- Data extract -

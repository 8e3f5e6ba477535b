//! Init command

use std::path::PathBuf;

use clap::Args;
use console::style;
use dialoguer::{Confirm, Select};
use tracing::info;

use relnotes_core::config::{PluginConfig, DEFAULT_CONFIG_TEMPLATE, DEFAULT_CONFIG_YAML};

use crate::cli::{output, Cli};

/// Write a starter relnotes configuration
#[derive(Debug, Args)]
pub struct InitCommand {
    /// Force overwrite existing configuration
    #[arg(short, long)]
    pub force: bool,

    /// Use defaults without prompting
    #[arg(short = 'y', long)]
    pub yes: bool,

    /// Output file path
    #[arg(short, long)]
    pub output: Option<PathBuf>,
}

impl InitCommand {
    /// Execute the init command
    pub fn execute(&self, cli: &Cli) -> anyhow::Result<()> {
        info!(force = self.force, yes = self.yes, "executing init command");
        let cwd = std::env::current_dir()?;
        let config_path = self
            .output
            .clone()
            .unwrap_or_else(|| cwd.join(DEFAULT_CONFIG_YAML));

        if config_path.exists() && !self.force {
            if self.yes {
                anyhow::bail!(
                    "Configuration file already exists at {}. Use --force to overwrite.",
                    config_path.display()
                );
            }

            let overwrite = Confirm::new()
                .with_prompt(format!(
                    "Configuration file already exists at {}. Overwrite?",
                    config_path.display()
                ))
                .default(false)
                .interact()?;

            if !overwrite {
                println!("{}", style("Aborted.").yellow());
                return Ok(());
            }
        }

        let format = if self.yes {
            "yaml"
        } else {
            let formats = ["yaml", "toml"];
            let selection = Select::new()
                .with_prompt("Configuration format")
                .items(&formats)
                .default(0)
                .interact()?;
            formats[selection]
        };

        let config_path = target_path(config_path, format);
        std::fs::write(&config_path, render_template(format)?)?;

        if !cli.quiet {
            output::success(&format!(
                "Created configuration at {}",
                output::path_style().apply_to(config_path.display())
            ));
            println!();
            println!("Next steps:");
            println!(
                "  1. Edit {} to pick a preset and link settings",
                config_path.display()
            );
            println!(
                "  2. Run {} to list the built-in presets",
                style("relnotes presets").cyan()
            );
            println!(
                "  3. Run {} to render your first notes",
                style("relnotes generate --release-version 1.0.0 --commits commits.json").cyan()
            );
        }

        Ok(())
    }
}

/// Swap a `.yaml` extension for `.toml` when TOML was chosen
fn target_path(path: PathBuf, format: &str) -> PathBuf {
    if format == "toml" && path.extension().is_some_and(|e| e == "yaml") {
        path.with_extension("toml")
    } else {
        path
    }
}

fn render_template(format: &str) -> anyhow::Result<String> {
    if format == "toml" {
        let config: PluginConfig = serde_yaml::from_str(DEFAULT_CONFIG_TEMPLATE)?;
        Ok(toml::to_string_pretty(&config)?)
    } else {
        Ok(DEFAULT_CONFIG_TEMPLATE.to_string())
    }
}

#[cfg(test)]
mod tests {
    use super::*;
    use relnotes_core::config::DEFAULT_PRESET;

    #[test]
    fn test_target_path_follows_format() {
        let path = PathBuf::from("relnotes.yaml");
        assert_eq!(target_path(path.clone(), "toml"), PathBuf::from("relnotes.toml"));
        assert_eq!(target_path(path.clone(), "yaml"), path);
        assert_eq!(
            target_path(PathBuf::from("notes.cfg"), "toml"),
            PathBuf::from("notes.cfg")
        );
    }

    #[test]
    fn test_toml_template_keeps_settings() {
        let rendered = render_template("toml").unwrap();
        let config: PluginConfig = toml::from_str(&rendered).unwrap();
        assert_eq!(config.preset.as_deref(), Some(DEFAULT_PRESET));
        assert_eq!(config.link_references, Some(true));
    }

    #[test]
    fn test_yaml_template_is_verbatim() {
        assert_eq!(render_template("yaml").unwrap(), DEFAULT_CONFIG_TEMPLATE);
    }
}
//! Configuration types

use serde::{Deserialize, Serialize};

/// Copy every listed field that is set in `$src` onto `$dst`
macro_rules! take_set {
    ($dst:expr, $src:expr; $($field:ident),* $(,)?) => {
        $(if $src.$field.is_some() { $dst.$field = $src.$field; })*
    };
}

/// Replace every listed field of `$dst` with the override from `$src`
macro_rules! apply_set {
    ($dst:expr, $src:expr; $($field:ident),* $(,)?) => {
        $(if let Some(value) = &$src.$field { $dst.$field = value.clone(); })*
    };
}

/// Like `apply_set!`, for fields that are optional on `$dst`
macro_rules! apply_set_opt {
    ($dst:expr, $src:expr; $($field:ident),* $(,)?) => {
        $(if let Some(value) = &$src.$field { $dst.$field = Some(value.clone()); })*
    };
}

/// Plugin configuration: everything a caller can set for one generation call.
///
/// Values here are overrides. Unset fields fall back to the loaded preset or
/// custom config, which in turn fall back to built-in defaults.
#[derive(Debug, Clone, Default, PartialEq, Serialize, Deserialize)]
#[serde(default)]
pub struct PluginConfig {
    /// Named built-in preset (e.g. `angular`, `eslint`)
    pub preset: Option<String>,

    /// Built-in preset name or path to a custom preset file
    pub config: Option<String>,

    /// Parser option overrides
    #[serde(alias = "parserOpts")]
    pub parser_opts: ParserOverrides,

    /// Writer option overrides
    #[serde(alias = "writerOpts")]
    pub writer_opts: WriterOverrides,

    /// Host override (e.g. `http://my-host:90`)
    pub host: Option<String>,

    /// Issue path segment override
    pub issue: Option<String>,

    /// Commit path segment override
    pub commit: Option<String>,

    /// Whether to render a compare link
    #[serde(alias = "linkCompare")]
    pub link_compare: Option<bool>,

    /// Whether to render commit and reference links
    #[serde(alias = "linkReferences")]
    pub link_references: Option<bool>,

    /// Header text or path to a file holding it
    pub header: Option<String>,

    /// Footer text or path to a file holding it
    pub footer: Option<String>,

    /// Options handed to the preset itself
    #[serde(alias = "presetConfig")]
    pub preset_config: Option<PresetConfig>,
}

impl PluginConfig {
    /// Create a config selecting a named preset
    pub fn with_preset(preset: impl Into<String>) -> Self {
        Self {
            preset: Some(preset.into()),
            ..Default::default()
        }
    }

    /// Layer `other` on top of `self`; fields set in `other` win
    pub fn merge(&mut self, other: PluginConfig) {
        take_set!(self, other;
            preset,
            config,
            host,
            issue,
            commit,
            link_compare,
            link_references,
            header,
            footer,
            preset_config
        );
        self.parser_opts.merge(other.parser_opts);
        self.writer_opts.merge(other.writer_opts);
    }
}

/// Options handed to a preset
#[derive(Debug, Clone, Default, PartialEq, Serialize, Deserialize)]
#[serde(default)]
pub struct PresetConfig {
    /// Replacement for the preset's type to section mapping
    pub types: Option<Vec<TypeSection>>,
}
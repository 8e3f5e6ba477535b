//! Commit parsing

mod conventional;
mod references;

pub use conventional::ConventionalParser;
pub use references::ReferenceMatcher;

use relnotes_core::RawCommit;
use tracing::trace;

use crate::types::ParsedCommit;

/// Trait for commit parsers
pub trait CommitParser: Send + Sync {
    /// Parse one commit. Never fails: a message the grammar does not match
    /// yields a commit with no fields.
    fn parse(&self, commit: &RawCommit) -> ParsedCommit;
}

/// Lazy iterator of parsed commits; blank messages are skipped.
///
/// Cloning the iterator restarts parsing from the clone's position.
#[derive(Debug)]
pub struct ParsedCommits<'a, P: ?Sized, I> {
    parser: &'a P,
    inner: I,
}

impl<'a, P: ?Sized, I: Clone> Clone for ParsedCommits<'a, P, I> {
    fn clone(&self) -> Self {
        Self {
            parser: self.parser,
            inner: self.inner.clone(),
        }
    }
}

impl<'a, P, I> Iterator for ParsedCommits<'a, P, I>
where
    P: CommitParser + ?Sized,
    I: Iterator<Item = &'a RawCommit>,
{
    type Item = ParsedCommit;

    fn next(&mut self) -> Option<Self::Item> {
        loop {
            let commit = self.inner.next()?;
            if commit.is_blank() {
                trace!(hash = %commit.hash, "skipping empty commit message");
                continue;
            }
            return Some(self.parser.parse(commit));
        }
    }

    fn size_hint(&self) -> (usize, Option<usize>) {
        (0, self.inner.size_hint().1)
    }
}

/// Parse commits lazily in input order
pub fn parse_commits<'a, P, I>(parser: &'a P, commits: I) -> ParsedCommits<'a, P, I::IntoIter>
where
    P: CommitParser + ?Sized,
    I: IntoIterator<Item = &'a RawCommit>,
{
    ParsedCommits {
        parser,
        inner: commits.into_iter(),
    }
}
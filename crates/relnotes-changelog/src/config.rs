//! Resolving plugin configuration into changelog options and link context

use std::path::Path;

use relnotes_core::config::{load_preset_file, read_text_or_literal, ChangelogConfig, PluginConfig};
use relnotes_core::{
    resolve_repository_url, ConfigError, LinkContext, ReleaseInfo, Result,
};
use tracing::{debug, info, warn};

use crate::presets::{PresetRegistry, Preset};

const DEFAULT_PRESET: &str = relnotes_core::config::DEFAULT_PRESET;

/// Resolve the parser and writer options for one generation call.
///
/// `preset` wins over `config`; with neither the default preset is used.
/// Explicit `parser_opts` and `writer_opts` then override field by field,
/// and `header`/`footer` are read from files under `cwd` when they name one.
pub fn load_changelog_config(plugin: &PluginConfig, cwd: &Path) -> Result<ChangelogConfig> {
    let registry = PresetRegistry::new();
    let preset_config = plugin.preset_config.as_ref();

    let mut config = if let Some(name) = &plugin.preset {
        let preset = registry.resolve(name)?;
        info!(preset = preset.name, "using preset");
        preset.config(preset_config)
    } else if let Some(config) = &plugin.config {
        load_custom_config(&registry, config, plugin, cwd)?
    } else {
        debug!(preset = DEFAULT_PRESET, "no preset configured, using default");
        default_preset(&registry)?.config(preset_config)
    };

    config.parser_opts.apply(&plugin.parser_opts);
    config.writer_opts.apply(&plugin.writer_opts);

    if let Some(header) = &plugin.header {
        config.writer_opts.header = Some(read_text_or_literal(header, cwd)?);
    }
    if let Some(footer) = &plugin.footer {
        config.writer_opts.footer = Some(read_text_or_literal(footer, cwd)?);
    }

    Ok(config)
}

fn default_preset(registry: &PresetRegistry) -> Result<&Preset> {
    Ok(registry.resolve(DEFAULT_PRESET)?)
}

fn load_custom_config(
    registry: &PresetRegistry,
    value: &str,
    plugin: &PluginConfig,
    cwd: &Path,
) -> Result<ChangelogConfig> {
    if let Some(preset) = registry.get(value) {
        info!(preset = preset.name, "config names a built-in preset");
        return Ok(preset.config(plugin.preset_config.as_ref()));
    }

    let path = cwd.join(value);
    if !path.is_file() {
        return Err(ConfigError::ConfigNotFound(value.to_string()).into());
    }

    let mut config = load_preset_file(&path)?.resolve();
    if let Some(types) = plugin.preset_config.as_ref().and_then(|p| p.types.clone()) {
        config.writer_opts.types = types;
    }
    Ok(config)
}

/// Build the link context for a release.
///
/// Host, owner and repository come from the repository URL; `host`,
/// `issue` and `commit` in the plugin config override what the URL gives.
/// A URL that cannot be resolved is used verbatim as the link base.
pub fn link_context(plugin: &PluginConfig, release: &ReleaseInfo) -> LinkContext {
    let mut ctx = LinkContext::new(&release.version);
    ctx.title = release.title.clone();
    ctx.date = release.date.clone();
    ctx.previous_tag = release.previous_tag.clone();
    ctx.current_tag = release.current_tag.clone();

    if let Some(url) = release.repository_url.as_deref().filter(|u| !u.trim().is_empty()) {
        match resolve_repository_url(url) {
            Ok(info) => {
                ctx.issue = info.issue_segment().to_string();
                ctx.commit = info.commit_segment().to_string();
                ctx = ctx.with_repository(info.host, info.owner, info.repository);
            }
            Err(e) => {
                warn!(url, error = %e, "cannot resolve repository url, using it as link base");
                ctx.repo_url = Some(url.to_string());
            }
        }
    }

    if let Some(host) = &plugin.host {
        ctx.host = Some(host.clone());
    }
    if let Some(issue) = &plugin.issue {
        ctx.issue = issue.clone();
    }
    if let Some(commit) = &plugin.commit {
        ctx.commit = commit.clone();
    }
    if let Some(enabled) = plugin.link_compare {
        ctx.link_compare = enabled;
    }
    if let Some(enabled) = plugin.link_references {
        ctx.link_references = enabled;
    }

    debug!(
        version = %ctx.version,
        host = ?ctx.host,
        owner = ?ctx.owner,
        repository = ?ctx.repository,
        previous_tag = ?ctx.previous_tag,
        current_tag = ?ctx.current_tag,
        "link context"
    );
    ctx
}
//! Angular preset

use relnotes_core::config::{ChangelogConfig, GroupSort, ParserOptions, WriterOptions};

pub(super) fn config() -> ChangelogConfig {
    ChangelogConfig {
        parser_opts: ParserOptions::default(),
        writer_opts: WriterOptions {
            reveal_hidden_with_notes: true,
            note_title: Some("BREAKING CHANGES".to_string()),
            commit_groups_sort: GroupSort::Title,
            commits_sort: vec!["scope".to_string(), "subject".to_string()],
            hash_length: Some(7),
            hide_wildcard_scope: true,
            ..Default::default()
        },
    }
}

- To do -
Your response should be the lines of the entries above that include the string "LinkContext".

- Task output -
    resolve_repository_url, ConfigError, LinkContext, ReleaseInfo, Result,
pub fn link_context(plugin: &PluginConfig, release: &ReleaseInfo) -> LinkContext {
    let mut ctx = LinkContext::new(&release.version);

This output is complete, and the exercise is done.